**Work required**
A word-for-word copy of the entries below is required.

Stored data:
________________________
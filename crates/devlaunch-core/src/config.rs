//! Launch configuration
//!
//! A launch is described by a TOML file whose keys mirror the build plugin's
//! parameters. Every key is optional:
//!
//! ```toml
//! war_source_directory = "src/main/webapp"
//! context_file = "src/main/tomcatconf/context.xml"
//! context_reloadable = true
//! background_processor_delay = 5
//! delegate = true
//! use_separate_loader = true
//! add_war_dependencies_in_classloader = true
//! use_test_classpath = false
//! additional_classpath_dirs = ["target/generated-classes"]
//! ```
//!
//! Relative paths are resolved against the directory holding the file.
//! The resolved artifact set comes from a separate JSON manifest, see
//! [`load_artifacts`].

use crate::configurator::{DescriptorInputs, LoaderSettings};
use crate::error::ConfigError;
use devlaunch_artifact::{ArtifactSet, Scope};
use devlaunch_classpath::ClassLoaderResolutionRequest;
use devlaunch_descriptor::{ContextOverrides, DISABLED_DELAY};
use serde::{Deserialize, Serialize};
use std::path::{Path, PathBuf};

/// Default document base, relative to the project
pub const DEFAULT_WAR_SOURCE_DIRECTORY: &str = "src/main/webapp";

/// Parameters of one launch
#[derive(Debug, Clone, PartialEq, Eq, Serialize, Deserialize)]
#[serde(default, deny_unknown_fields)]
pub struct LaunchConfig {
    /// Document base of the web application
    pub war_source_directory: PathBuf,
    /// Project-authored context descriptor
    pub context_file: Option<PathBuf>,
    /// Reload the application when its classes change
    pub context_reloadable: bool,
    /// Seconds between background processor runs; `-1` disables it
    pub background_processor_delay: i32,
    /// Parent-first delegation for the application's module loader
    pub delegate: bool,
    /// Give the application its own module loader
    pub use_separate_loader: bool,
    /// Expand `war` dependencies into the classpath
    pub add_war_dependencies_in_classloader: bool,
    /// Include test-scoped dependencies
    pub use_test_classpath: bool,
    /// Extra directories appended after the dependencies
    pub additional_classpath_dirs: Vec<PathBuf>,
}

impl Default for LaunchConfig {
    fn default() -> Self {
        Self {
            war_source_directory: PathBuf::from(DEFAULT_WAR_SOURCE_DIRECTORY),
            context_file: None,
            context_reloadable: false,
            background_processor_delay: DISABLED_DELAY,
            delegate: true,
            use_separate_loader: true,
            add_war_dependencies_in_classloader: true,
            use_test_classpath: false,
            additional_classpath_dirs: Vec::new(),
        }
    }
}

impl LaunchConfig {
    /// Load from a TOML file, resolving relative paths against its directory
    ///
    /// # Errors
    /// - [`ConfigError::Read`] if the file cannot be read
    /// - [`ConfigError::Parse`] if it is not a valid launch configuration
    pub fn load(path: &Path) -> Result<Self, ConfigError> {
        let text = std::fs::read_to_string(path).map_err(|e| ConfigError::read_error(path, e))?;
        let config: Self = toml::from_str(&text).map_err(|source| ConfigError::Parse {
            path: path.to_path_buf(),
            source,
        })?;
        let base = path.parent().unwrap_or_else(|| Path::new(""));
        tracing::debug!(path = %path.display(), "loaded launch configuration");
        Ok(config.relative_to(base))
    }

    /// Resolve every relative path against `base`
    #[must_use]
    pub fn relative_to(mut self, base: &Path) -> Self {
        self.war_source_directory = base.join(&self.war_source_directory);
        self.context_file = self.context_file.map(|file| base.join(file));
        for dir in &mut self.additional_classpath_dirs {
            *dir = base.join(&*dir);
        }
        self
    }

    /// Module-loader settings
    #[inline]
    #[must_use]
    pub fn loader_settings(&self) -> LoaderSettings {
        LoaderSettings {
            separate_loader: self.use_separate_loader,
            delegate: self.delegate,
        }
    }

    /// Descriptor overrides
    #[inline]
    #[must_use]
    pub fn overrides(&self) -> ContextOverrides {
        ContextOverrides::new(self.background_processor_delay, self.context_reloadable)
    }

    /// Descriptor synthesis and deployment inputs
    #[must_use]
    pub fn descriptor_inputs(&self) -> DescriptorInputs {
        DescriptorInputs {
            context_file: self.context_file.clone(),
            overrides: self.overrides(),
            doc_base: self.war_source_directory.clone(),
        }
    }

    /// Resolution request for `artifacts`
    ///
    /// Extra directories are not part of the request; pass
    /// [`Self::additional_classpath_dirs`] to the configurator.
    #[must_use]
    pub fn resolution_request(&self, artifacts: ArtifactSet) -> ClassLoaderResolutionRequest {
        ClassLoaderResolutionRequest::builder(artifacts)
            .include_war_dependencies(self.add_war_dependencies_in_classloader)
            .use_test_scope(self.use_test_classpath)
            .build()
    }
}

/// Load a JSON artifact manifest
///
/// Relative artifact paths are resolved against the manifest's directory.
///
/// # Errors
/// - [`ConfigError::Read`] if the file cannot be read
/// - [`ConfigError::Manifest`] if it is not a valid artifact list
pub fn load_artifacts(path: &Path) -> Result<ArtifactSet, ConfigError> {
    let text = std::fs::read_to_string(path).map_err(|e| ConfigError::read_error(path, e))?;
    let manifest = ArtifactSet::from_json(&text).map_err(|source| ConfigError::Manifest {
        path: path.to_path_buf(),
        source,
    })?;
    let base = path.parent().unwrap_or_else(|| Path::new(""));

    let artifacts: ArtifactSet = manifest
        .iter()
        .cloned()
        .map(|artifact| {
            let path = base.join(artifact.path());
            artifact.with_path(path)
        })
        .collect();
    tracing::debug!(
        path = %path.display(),
        artifacts = artifacts.len(),
        tests = artifacts.iter().filter(|a| a.scope() == Scope::Test).count(),
        "loaded artifact manifest"
    );
    Ok(artifacts)
}

#[cfg(test)]
mod tests {
    use super::*;

    #[test]
    fn empty_file_gives_defaults() {
        let config: LaunchConfig = toml::from_str("").unwrap();
        assert_eq!(config, LaunchConfig::default());
        assert_eq!(config.overrides(), ContextOverrides::default());
        assert_eq!(config.loader_settings(), LoaderSettings::default());
    }

    #[test]
    fn unknown_key_rejected() {
        assert!(toml::from_str::<LaunchConfig>("reloadble = true").is_err());
    }

    #[test]
    fn relative_paths_follow_base() {
        let config: LaunchConfig = toml::from_str(
            r#"
            context_file = "conf/context.xml"
            additional_classpath_dirs = ["target/extra", "/opt/shared"]
            "#,
        )
        .unwrap();
        let config = config.relative_to(Path::new("/project"));

        assert_eq!(config.war_source_directory, PathBuf::from("/project/src/main/webapp"));
        assert_eq!(config.context_file, Some(PathBuf::from("/project/conf/context.xml")));
        assert_eq!(
            config.additional_classpath_dirs,
            vec![PathBuf::from("/project/target/extra"), PathBuf::from("/opt/shared")]
        );
    }

    #[test]
    fn request_carries_flags() {
        let config = LaunchConfig {
            add_war_dependencies_in_classloader: false,
            use_test_classpath: true,
            additional_classpath_dirs: vec![PathBuf::from("/extra")],
            ..LaunchConfig::default()
        };
        let request = config.resolution_request(ArtifactSet::new());
        assert!(!request.include_war_dependencies());
        assert!(request.use_test_scope());
        assert!(request.extra_dirs().is_empty());
    }

    #[test]
    fn overrides_follow_config() {
        let config = LaunchConfig {
            context_reloadable: true,
            background_processor_delay: 5,
            ..LaunchConfig::default()
        };
        assert_eq!(config.overrides(), ContextOverrides::new(5, true));
        assert_eq!(config.descriptor_inputs().overrides, ContextOverrides::new(5, true));
    }
}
________________________
**Exercise solution**
filename crates/devlaunch-core/src/config.rs
//! Launch configuration
//!
//! A launch is described by a TOML file whose keys mirror the build plugin's
//! parameters. Every key is optional:
//!
//! ```toml
//! war_source_directory = "src/main/webapp"
//! context_file = "src/main/tomcatconf/context.xml"
//! context_reloadable = true
//! background_processor_delay = 5
//! delegate = true
//! use_separate_loader = true
//! add_war_dependencies_in_classloader = true
//! use_test_classpath = false
//! additional_classpath_dirs = ["target/generated-classes"]
//! ```
//!
//! Relative paths are resolved against the directory holding the file.
//! The resolved artifact set comes from a separate JSON manifest, see
//! [`load_artifacts`].

use crate::configurator::{DescriptorInputs, LoaderSettings};
use crate::error::ConfigError;
use devlaunch_artifact::{ArtifactSet, Scope};
use devlaunch_classpath::ClassLoaderResolutionRequest;
use devlaunch_descriptor::{ContextOverrides, DISABLED_DELAY};
use serde::{Deserialize, Serialize};
use std::path::{Path, PathBuf};

/// Default document base, relative to the project
pub const DEFAULT_WAR_SOURCE_DIRECTORY: &str = "src/main/webapp";

/// Parameters of one launch
#[derive(Debug, Clone, PartialEq, Eq, Serialize, Deserialize)]
#[serde(default, deny_unknown_fields)]
pub struct LaunchConfig {
    /// Document base of the web application
    pub war_source_directory: PathBuf,
    /// Project-authored context descriptor
    pub context_file: Option<PathBuf>,
    /// Reload the application when its classes change
    pub context_reloadable: bool,
    /// Seconds between background processor runs; `-1` disables it
    pub background_processor_delay: i32,
    /// Parent-first delegation for the application's module loader
    pub delegate: bool,
    /// Give the application its own module loader
    pub use_separate_loader: bool,
    /// Expand `war` dependencies into the classpath
    pub add_war_dependencies_in_classloader: bool,
    /// Include test-scoped dependencies
    pub use_test_classpath: bool,
    /// Extra directories appended after the dependencies
    pub additional_classpath_dirs: Vec<PathBuf>,
}

impl Default for LaunchConfig {
    fn default() -> Self {
        Self {
            war_source_directory: PathBuf::from(DEFAULT_WAR_SOURCE_DIRECTORY),
            context_file: None,
            context_reloadable: false,
            background_processor_delay: DISABLED_DELAY,
            delegate: true,
            use_separate_loader: true,
            add_war_dependencies_in_classloader: true,
            use_test_classpath: false,
            additional_classpath_dirs: Vec::new(),
        }
    }
}

impl LaunchConfig {
    /// Load from a TOML file, resolving relative paths against its directory
    ///
    /// # Errors
    /// - [`ConfigError::Read`] if the file cannot be read
    /// - [`ConfigError::Parse`] if it is not a valid launch configuration
    pub fn load(path: &Path) -> Result<Self, ConfigError> {
        let text = std::fs::read_to_string(path).map_err(|e| ConfigError::read_error(path, e))?;
        let config: Self = toml::from_str(&text).map_err(|source| ConfigError::Parse {
            path: path.to_path_buf(),
            source,
        })?;
        let base = path.parent().unwrap_or_else(|| Path::new(""));
        tracing::debug!(path = %path.display(), "loaded launch configuration");
        Ok(config.relative_to(base))
    }

    /// Resolve every relative path against `base`
    #[must_use]
    pub fn relative_to(mut self, base: &Path) -> Self {
        self.war_source_directory = base.join(&self.war_source_directory);
        self.context_file = self.context_file.map(|file| base.join(file));
        for dir in &mut self.additional_classpath_dirs {
            *dir = base.join(&*dir);
        }
        self
    }

    /// Module-loader settings
    #[inline]
    #[must_use]
    pub fn loader_settings(&self) -> LoaderSettings {
        LoaderSettings {
            separate_loader: self.use_separate_loader,
            delegate: self.delegate,
        }
    }

    /// Descriptor overrides
    #[inline]
    #[must_use]
    pub fn overrides(&self) -> ContextOverrides {
        ContextOverrides::new(self.background_processor_delay, self.context_reloadable)
    }

    /// Descriptor synthesis and deployment inputs
    #[must_use]
    pub fn descriptor_inputs(&self) -> DescriptorInputs {
        DescriptorInputs {
            context_file: self.context_file.clone(),
            overrides: self.overrides(),
            doc_base: self.war_source_directory.clone(),
        }
    }

    /// Resolution request for `artifacts`
    ///
    /// Extra directories are not part of the request; pass
    /// [`Self::additional_classpath_dirs`] to the configurator.
    #[must_use]
    pub fn resolution_request(&self, artifacts: ArtifactSet) -> ClassLoaderResolutionRequest {
        ClassLoaderResolutionRequest::builder(artifacts)
            .include_war_dependencies(self.add_war_dependencies_in_classloader)
            .use_test_scope(self.use_test_classpath)
            .build()
    }
}

/// Load a JSON artifact manifest
///
/// Relative artifact paths are resolved against the manifest's directory.
///
/// # Errors
/// - [`ConfigError::Read`] if the file cannot be read
/// - [`ConfigError::Manifest`] if it is not a valid artifact list
pub fn load_artifacts(path: &Path) -> Result<ArtifactSet, ConfigError> {
    let text = std::fs::read_to_string(path).map_err(|e| ConfigError::read_error(path, e))?;
    let manifest = ArtifactSet::from_json(&text).map_err(|source| ConfigError::Manifest {
        path: path.to_path_buf(),
        source,
    })?;
    let base = path.parent().unwrap_or_else(|| Path::new(""));

    let artifacts: ArtifactSet = manifest
        .iter()
        .cloned()
        .map(|artifact| {
            let path = base.join(artifact.path());
            artifact.with_path(path)
        })
        .collect();
    tracing::debug!(
        path = %path.display(),
        artifacts = artifacts.len(),
        tests = artifacts.iter().filter(|a| a.scope() == Scope::Test).count(),
        "loaded artifact manifest"
    );
    Ok(artifacts)
}

#[cfg(test)]
mod tests {
    use super::*;

    #[test]
    fn empty_file_gives_defaults() {
        let config: LaunchConfig = toml::from_str("").unwrap();
        assert_eq!(config, LaunchConfig::default());
        assert_eq!(config.overrides(), ContextOverrides::default());
        assert_eq!(config.loader_settings(), LoaderSettings::default());
    }

    #[test]
    fn unknown_key_rejected() {
        assert!(toml::from_str::<LaunchConfig>("reloadble = true").is_err());
    }

    #[test]
    fn relative_paths_follow_base() {
        let config: LaunchConfig = toml::from_str(
            r#"
            context_file = "conf/context.xml"
            additional_classpath_dirs = ["target/extra", "/opt/shared"]
            "#,
        )
        .unwrap();
        let config = config.relative_to(Path::new("/project"));

        assert_eq!(config.war_source_directory, PathBuf::from("/project/src/main/webapp"));
        assert_eq!(config.context_file, Some(PathBuf::from("/project/conf/context.xml")));
        assert_eq!(
            config.additional_classpath_dirs,
            vec![PathBuf::from("/project/target/extra"), PathBuf::from("/opt/shared")]
        );
    }

    #[test]
    fn request_carries_flags() {
        let config = LaunchConfig {
            add_war_dependencies_in_classloader: false,
            use_test_classpath: true,
            additional_classpath_dirs: vec![PathBuf::from("/extra")],
            ..LaunchConfig::default()
        };
        let request = config.resolution_request(ArtifactSet::new());
        assert!(!request.include_war_dependencies());
        assert!(request.use_test_scope());
        assert!(request.extra_dirs().is_empty());
    }

    #[test]
    fn overrides_follow_config() {
        let config = LaunchConfig {
            context_reloadable: true,
            background_processor_delay: 5,
            ..LaunchConfig::default()
        };
        assert_eq!(config.overrides(), ContextOverrides::new(5, true));
        assert_eq!(config.descriptor_inputs().overrides, ContextOverrides::new(5, true));
    }
}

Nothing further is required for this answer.